Convergence of pathways in motoneuron (MN) injury include microglia in the initiation and progression of Amyotrophic Lateral Sclerosis (ALS). Neuroinflammation is a pathological hallmark of ALS and microglia may acquire neurotoxic or neuroprotective properties in response to misfolded superoxide dismutase-1 (SOD1) or other molecules produced by the injured MN. We assessed: (i) the role of microglia in preventing/restoring MN dysfunction using a mixed culture of NSC-34 MN-like cells (mutated in G93A) and of N9 microglia cells, added at 0 or 2 days-invitro(M0, M2) and cultured till 4 and 7 days-in-vitro; (ii) neurodegenerative network in organotypic cultures from lumbar segments of spinal cord (SC) obtained from the ALS mice model TgSOD1-G93A at 7 day-old and aged for 10 days-in-vitro, as well as the response to lipopolysaccharide (LPS, 1μg/mL) immunostimulation.
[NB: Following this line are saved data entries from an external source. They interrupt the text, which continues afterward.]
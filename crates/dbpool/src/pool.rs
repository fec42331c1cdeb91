//! Connection pool implementation.

use std::fmt;
use std::sync::Arc;

use crate::config::{PoolConfig, Pruning};
use crate::connection::Connector;
use crate::error::{InitError, PoolError};
use crate::inner::{Checkout, Grant, PoolInner, Reservation};
use crate::lifecycle::Lifecycle;
use crate::pooled::PooledConnection;

/// A database connection pool.
///
/// The pool keeps between `min_connections` and `max_connections` sessions
/// open, leases them to callers one at a time, queues callers FIFO when every
/// connection is busy, and replaces connections that break.
///
/// `Pool` is cheap to clone; clones share the same connections.
pub struct Pool<C: Connector> {
    inner: Arc<PoolInner<C>>,
}

impl<C: Connector> Clone for Pool<C> {
    fn clone(&self) -> Self {
        Self {
            inner: Arc::clone(&self.inner),
        }
    }
}

impl<C: Connector> Pool<C> {
    /// Create an uninitialized pool.
    ///
    /// No connections are opened until [`init`](Self::init) is called.
    pub fn new(connector: C, config: PoolConfig) -> Result<Self, PoolError> {
        config.validate()?;
        Ok(Self {
            inner: PoolInner::new(connector, config),
        })
    }

    /// Create a new pool builder.
    #[must_use]
    pub fn builder() -> PoolBuilder<C> {
        PoolBuilder::new()
    }

    /// Open `min_connections` connections and start serving acquisitions.
    ///
    /// Transient connect failures are retried `connect_retries` times,
    /// `connect_retry_delay` apart. If not a single connection can be opened
    /// this fails with [`InitError::NoConnections`]. If only some can, the
    /// result depends on [`InitPolicy`](crate::InitPolicy).
    pub async fn init(&self) -> Result<(), InitError> {
        self.inner.init().await
    }

    /// Get a connection from the pool.
    ///
    /// Returns the most recently used idle connection, or opens a new one if
    /// the pool is below `max_connections`. Otherwise waits, in FIFO order
    /// with other callers, until a connection is returned. The wait is bounded
    /// by `acquire_timeout` when one is configured.
    ///
    /// Dropping the returned future removes the caller from the queue.
    pub async fn acquire(&self) -> Result<PooledConnection<C>, PoolError> {
        tracing::trace!("acquiring connection from pool");

        match self.inner.config.acquire_timeout {
            Some(timeout) => tokio::time::timeout(timeout, self.acquire_inner())
                .await
                .map_err(|_| {
                    tracing::debug!(?timeout, "timed out acquiring connection");
                    PoolError::AcquisitionTimeout(timeout)
                })?,
            None => self.acquire_inner().await,
        }
    }

    async fn acquire_inner(&self) -> Result<PooledConnection<C>, PoolError> {
        if self.inner.config.pruning == Pruning::OnAcquire {
            self.inner.prune_in_background();
        }

        let mut resume = false;
        loop {
            let lease = match self.inner.checkout(resume)? {
                Checkout::Lease(lease) => lease,
                Checkout::Connect(reservation) => reservation.open().await?,
                Checkout::Wait(waiter) => match waiter.wait().await? {
                    Grant::Lease(lease) => lease,
                    Grant::Capacity => Reservation::adopt(Arc::clone(&self.inner)).open().await?,
                },
            };

            let conn = PooledConnection::new(&self.inner, lease);
            if let Some(conn) = self.validate(conn).await {
                tracing::trace!(slot = conn.id(), "acquired connection");
                return Ok(conn);
            }
            resume = true;
        }
    }

    /// Lease an idle connection without waiting.
    ///
    /// Returns `Ok(None)` when no connection is idle or other callers are
    /// already queued. Never opens a connection and never pings: idle
    /// connections past `max_lifetime` are retired, and with
    /// `test_on_checkout` set, connections idle longer than `idle_timeout`
    /// are skipped and left for [`acquire`](Self::acquire) to validate.
    pub fn try_acquire(&self) -> Result<Option<PooledConnection<C>>, PoolError> {
        let lease = self.inner.try_checkout()?;
        Ok(lease.map(|lease| PooledConnection::new(&self.inner, lease)))
    }

    /// Check a reused connection before handing it out.
    ///
    /// Connections past `max_lifetime` are retired. Connections idle longer
    /// than `idle_timeout` are pinged when `test_on_checkout` is set. Both
    /// cases send the connection back as broken so it gets replaced.
    async fn validate(&self, mut conn: PooledConnection<C>) -> Option<PooledConnection<C>> {
        let config = &self.inner.config;
        let Some(idle_for) = conn.idle_for() else {
            return Some(conn);
        };

        if let Some(max_lifetime) = config.max_lifetime {
            if conn.metadata().is_some_and(|m| m.is_expired(max_lifetime)) {
                tracing::debug!(slot = conn.id(), "connection exceeded max lifetime");
                conn.mark_broken();
                return None;
            }
        }

        if config.test_on_checkout && idle_for > config.idle_timeout {
            if let Err(e) = conn.ping().await {
                tracing::warn!(slot = conn.id(), error = %e, "connection failed health check");
                return None;
            }
        }

        Some(conn)
    }

    /// Shut the pool down.
    ///
    /// New acquisitions fail with [`PoolError::PoolClosed`] and queued callers
    /// are woken with the same error. Leased connections are waited for up to
    /// `close_timeout`, then every idle connection is closed. Calling `close`
    /// again, or on a pool that was never initialized, returns `Ok(())`.
    pub async fn close(&self) -> Result<(), PoolError> {
        self.inner.close().await
    }

    /// Get the current pool status.
    #[must_use]
    pub fn status(&self) -> PoolStatus {
        self.inner.status()
    }

    /// Get the pool lifecycle state.
    #[must_use]
    pub fn lifecycle(&self) -> Lifecycle {
        self.inner.lifecycle()
    }

    /// Check if the pool is closed or closing.
    #[must_use]
    pub fn is_closed(&self) -> bool {
        self.inner.lifecycle().is_closing()
    }

    /// Get the pool configuration.
    #[must_use]
    pub fn config(&self) -> &PoolConfig {
        &self.inner.config
    }
}

impl<C: Connector> fmt::Debug for Pool<C> {
    fn fmt(&self, f: &mut fmt::Formatter<'_>) -> fmt::Result {
        f.debug_struct("Pool")
            .field("lifecycle", &self.lifecycle())
            .field("status", &self.status())
            .finish_non_exhaustive()
    }
}

/// Status information about the pool.
#[derive(Debug, Clone, Copy, PartialEq, Eq)]
pub struct PoolStatus {
    /// Number of idle connections available.
    pub available: usize,
    /// Number of connections currently leased.
    pub in_use: usize,
    /// Number of broken connections awaiting replacement.
    pub broken: usize,
    /// Number of connections being closed.
    pub closing: usize,
    /// Number of connections being opened.
    pub connecting: usize,
    /// Number of callers waiting for a connection.
    pub waiting: usize,
    /// Total number of connections, including those being opened.
    pub total: usize,
    /// Maximum allowed connections.
    pub max: usize,
}

impl PoolStatus {
    /// Get the pool utilization as a percentage.
    #[must_use]
    pub fn utilization(&self) -> f64 {
        if self.max == 0 {
            return 0.0;
        }
        (self.in_use as f64 / self.max as f64) * 100.0
    }

    /// Check if every connection the pool may hold is leased.
    #[must_use]
    pub fn is_exhausted(&self) -> bool {
        self.in_use >= self.max
    }
}

/// Builder for creating a connection pool.
pub struct PoolBuilder<C: Connector> {
    connector: Option<C>,
    config: PoolConfig,
}

impl<C: Connector> PoolBuilder<C> {
    /// Create a new pool builder with default configuration.
    #[must_use]
    pub fn new() -> Self {
        Self {
            connector: None,
            config: PoolConfig::default(),
        }
    }

    /// Set the connector used to open connections.
    #[must_use]
    pub fn connector(mut self, connector: C) -> Self {
        self.connector = Some(connector);
        self
    }

    /// Replace the whole pool configuration.
    #[must_use]
    pub fn config(mut self, config: PoolConfig) -> Self {
        self.config = config;
        self
    }

    /// Set the minimum number of connections.
    #[must_use]
    pub fn min_connections(mut self, count: usize) -> Self {
        self.config = self.config.min_connections(count);
        self
    }

    /// Set the maximum number of connections.
    #[must_use]
    pub fn max_connections(mut self, count: usize) -> Self {
        self.config = self.config.max_connections(count);
        self
    }

    /// Set the number of retries for transient query failures.
    #[must_use]
    pub fn max_retries(mut self, retries: u32) -> Self {
        self.config = self.config.max_retries(retries);
        self
    }

    /// Set the connection timeout.
    #[must_use]
    pub fn connect_timeout(mut self, timeout: std::time::Duration) -> Self {
        self.config = self.config.connect_timeout(timeout);
        self
    }

    /// Set the idle timeout after which reused connections are pinged.
    #[must_use]
    pub fn idle_timeout(mut self, timeout: std::time::Duration) -> Self {
        self.config = self.config.idle_timeout(timeout);
        self
    }

    /// Set the retry backoff policy.
    #[must_use]
    pub fn retry_backoff(mut self, backoff: impl Into<crate::Backoff>) -> Self {
        self.config = self.config.retry_backoff(backoff);
        self
    }

    /// Set the acquire timeout.
    #[must_use]
    pub fn acquire_timeout(mut self, timeout: std::time::Duration) -> Self {
        self.config = self.config.acquire_timeout(Some(timeout));
        self
    }

    /// Build and initialize the pool.
    pub async fn build(self) -> Result<Pool<C>, InitError> {
        let connector = self
            .connector
            .ok_or_else(|| InitError::Configuration("no connector configured".into()))?;
        let pool = Pool::new(connector, self.config).map_err(|e| match e {
            PoolError::Configuration(msg) => InitError::Configuration(msg),
            other => InitError::Configuration(other.to_string()),
        })?;
        pool.init().await?;
        Ok(pool)
    }
}

impl<C: Connector> Default for PoolBuilder<C> {
    fn default() -> Self {
        Self::new()
    }
}

#[cfg(test)]
mod tests {
    use super::*;

    #[test]
    fn test_pool_status_utilization() {
        let status = PoolStatus {
            available: 5,
            in_use: 5,
            broken: 0,
            closing: 0,
            connecting: 0,
            waiting: 0,
            total: 10,
            max: 20,
        };
        assert!((status.utilization() - 25.0).abs() < 0.01);
        assert!(!status.is_exhausted());
    }

    #[test]
    fn test_pool_status_exhausted() {
        let status = PoolStatus {
            available: 0,
            in_use: 4,
            broken: 0,
            closing: 0,
            connecting: 0,
            waiting: 3,
            total: 4,
            max: 4,
        };
        assert!(status.is_exhausted());
        assert!((status.utilization() - 100.0).abs() < 0.01);
    }
}
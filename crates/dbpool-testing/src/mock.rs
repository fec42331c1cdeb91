//! In-memory mock driver.
//!
//! [`MockConnector`] implements [`Connector`] without any network I/O. Query
//! responses, connect failures and ping failures are scripted up front or
//! changed while a test runs, and every call is counted so tests can assert
//! how the pool used the driver.
//!
//! ```rust,ignore
//! use dbpool_testing::mock::{MockConnector, MockError, MockResponse};
//!
//! let connector = MockConnector::builder()
//!     .with_response("SELECT 1", MockResponse::scalar(1))
//!     .with_default_response(MockResponse::affected(0))
//!     .build();
//!
//! connector.push_response(MockResponse::error(MockError::ConnectionReset));
//! ```

use std::collections::{HashMap, VecDeque};
use std::fmt;
use std::sync::Arc;
use std::sync::atomic::{AtomicBool, AtomicUsize, Ordering};
use std::time::Duration;

use async_trait::async_trait;
use dbpool::{Connection, Connector, DriverError, Row, Rows, Value};
use parking_lot::Mutex;

/// A scripted driver failure.
///
/// [`DriverError`] is not `Clone`, so responses carry this description and
/// build a fresh error each time one is returned.
#[derive(Debug, Clone, PartialEq, Eq)]
pub enum MockError {
    /// The server reset the connection (transient).
    ConnectionReset,
    /// The connection was refused (transient).
    ConnectionRefused,
    /// Writing to the socket failed (transient).
    BrokenPipe,
    /// The server did not answer in time (transient).
    Timeout,
    /// The statement was rejected by the server (fatal).
    Syntax(String),
    /// A unique constraint was violated (fatal).
    Duplicate(String),
    /// Login failed (fatal).
    Authentication(String),
}

impl MockError {
    /// Build the driver error this failure stands for.
    #[must_use]
    pub fn to_driver_error(&self) -> DriverError {
        match self {
            Self::ConnectionReset => DriverError::ConnectionReset("reset by peer".into()),
            Self::ConnectionRefused => DriverError::ConnectionRefused("connection refused".into()),
            Self::BrokenPipe => DriverError::BrokenPipe,
            Self::Timeout => DriverError::Timeout(Duration::from_secs(30)),
            Self::Syntax(msg) => DriverError::Server {
                code: 1064,
                message: msg.clone(),
            },
            Self::Duplicate(msg) => DriverError::Duplicate(msg.clone()),
            Self::Authentication(msg) => DriverError::Authentication(msg.clone()),
        }
    }
}

/// Mock response configuration.
#[derive(Clone)]
pub enum MockResponse {
    /// Return rows with named columns.
    Rows {
        /// Column names.
        columns: Vec<String>,
        /// Row data.
        rows: Vec<Vec<Value>>,
    },

    /// Return rows affected count (for INSERT/UPDATE/DELETE).
    RowsAffected(u64),

    /// Return an error.
    Error(MockError),

    /// Compute the response from the query and its parameters.
    Custom(Arc<dyn Fn(&str, &[Value]) -> MockResponse + Send + Sync>),
}

impl fmt::Debug for MockResponse {
    fn fmt(&self, f: &mut fmt::Formatter<'_>) -> fmt::Result {
        match self {
            Self::Rows { columns, rows } => f
                .debug_struct("Rows")
                .field("columns", columns)
                .field("rows", rows)
                .finish(),
            Self::RowsAffected(n) => f.debug_tuple("RowsAffected").field(n).finish(),
            Self::Error(e) => f.debug_tuple("Error").field(e).finish(),
            Self::Custom(_) => f.debug_tuple("Custom").field(&"<fn>").finish(),
        }
    }
}

impl MockResponse {
    /// Create a single-column, single-row response.
    pub fn scalar(value: impl Into<Value>) -> Self {
        Self::Rows {
            columns: vec!["value".into()],
            rows: vec![vec![value.into()]],
        }
    }

    /// Create an empty result response.
    pub fn empty() -> Self {
        Self::RowsAffected(0)
    }

    /// Create a rows affected response.
    pub fn affected(count: u64) -> Self {
        Self::RowsAffected(count)
    }

    /// Create an error response.
    pub fn error(error: MockError) -> Self {
        Self::Error(error)
    }

    /// Create a multi-row response.
    pub fn rows(columns: &[&str], rows: Vec<Vec<Value>>) -> Self {
        Self::Rows {
            columns: columns.iter().map(|c| (*c).to_owned()).collect(),
            rows,
        }
    }

    /// Create a response computed by `f`.
    pub fn custom(f: impl Fn(&str, &[Value]) -> MockResponse + Send + Sync + 'static) -> Self {
        Self::Custom(Arc::new(f))
    }

    fn resolve(&self, query: &str, params: &[Value]) -> Result<Rows, DriverError> {
        match self {
            Self::Rows { columns, rows } => Ok(Rows::new(
                columns.clone(),
                rows.iter().cloned().map(Row::from).collect(),
            )),
            Self::RowsAffected(n) => Ok(Rows::affected(*n)),
            Self::Error(e) => Err(e.to_driver_error()),
            Self::Custom(f) => f(query, params).resolve(query, params),
        }
    }
}

/// Call counters and scripted behavior shared by a connector and its
/// connections.
struct MockState {
    responses: HashMap<String, MockResponse>,
    default_response: MockResponse,
    scripted: Mutex<VecDeque<MockResponse>>,
    connect_failures: Mutex<VecDeque<MockError>>,
    connect_failing: Mutex<Option<MockError>>,
    connect_delay: Mutex<Option<Duration>>,
    execute_delay: Mutex<Option<Duration>>,
    server_limit: Mutex<Option<usize>>,
    ping_failing: AtomicBool,
    queries: Mutex<Vec<String>>,
    connect_attempts: AtomicUsize,
    connects: AtomicUsize,
    executes: AtomicUsize,
    pings: AtomicUsize,
    closes: AtomicUsize,
    drops: AtomicUsize,
    live: AtomicUsize,
}

/// Builder for [`MockConnector`].
pub struct MockConnectorBuilder {
    responses: HashMap<String, MockResponse>,
    default_response: MockResponse,
    connect_failures: VecDeque<MockError>,
    connect_delay: Option<Duration>,
    execute_delay: Option<Duration>,
    server_limit: Option<usize>,
}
Western blot assays for SOD1, high-mobility-group-box-protein-1 (HMGB1) and toll-like receptor-4 (TLR-4), and fluorimetric/colorimetric assays for ATP, glutamate and nitric oxide (NO), were used. Microglia (M0/M2) decreased the accumulation of human/mouse mutated SOD1 (P<0.01). In addition, elevation of glutamate efflux (P<0.01), and reduction of extracellular ATP (P<0.01), MMP-2(P<0.05) and MMP-9 (P<0.01) was observed by M2 at 7 days-in-vitro. Reduction of NO (P<0.05) and MMP-2 (P<0.01) was obtained with M0. HMGB1 increased by M0 and decreased by M2, suggesting HMGB1 release from the cell. Accumulation of SOD1 was verified in SC organotypic cultures, but no changes in ATP or NO were obtained, although a slight decrease in ATP by LPS was verified. Downregulation of TLR-4 by LPS may indicate the exhaustion of the inflammatory response mechanisms in the aged SC culture. Together, these results suggest that microglia by inhibiting MMP activation and HMGB1 cytoplasmic translocation in the ALS model are key in modulating MN degeneration and should be considered as therapeutic targets in ALS.